EXERCISE AIM -
Reproduce exactly the span of lines that opens with the line containing "pub mod event;" and closes with the last line of the entries below.

++++ THE INPUT ++++

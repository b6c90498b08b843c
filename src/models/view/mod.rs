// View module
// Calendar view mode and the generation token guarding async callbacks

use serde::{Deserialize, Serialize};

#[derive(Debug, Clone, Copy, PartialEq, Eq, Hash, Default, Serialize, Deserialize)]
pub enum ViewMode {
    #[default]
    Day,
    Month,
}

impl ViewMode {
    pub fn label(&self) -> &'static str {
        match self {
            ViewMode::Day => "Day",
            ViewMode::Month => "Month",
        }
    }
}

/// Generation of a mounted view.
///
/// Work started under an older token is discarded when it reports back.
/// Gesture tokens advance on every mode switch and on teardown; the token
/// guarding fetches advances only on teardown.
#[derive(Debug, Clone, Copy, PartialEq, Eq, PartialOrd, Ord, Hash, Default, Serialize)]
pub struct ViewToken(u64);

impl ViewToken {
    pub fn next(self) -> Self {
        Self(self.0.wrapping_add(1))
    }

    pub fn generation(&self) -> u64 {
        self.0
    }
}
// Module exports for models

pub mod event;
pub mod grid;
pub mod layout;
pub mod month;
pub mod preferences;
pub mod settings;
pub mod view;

++++

YOUR RESPONSE -
pub mod event;
pub mod grid;
pub mod layout;
pub mod month;
pub mod preferences;
pub mod settings;
pub mod view;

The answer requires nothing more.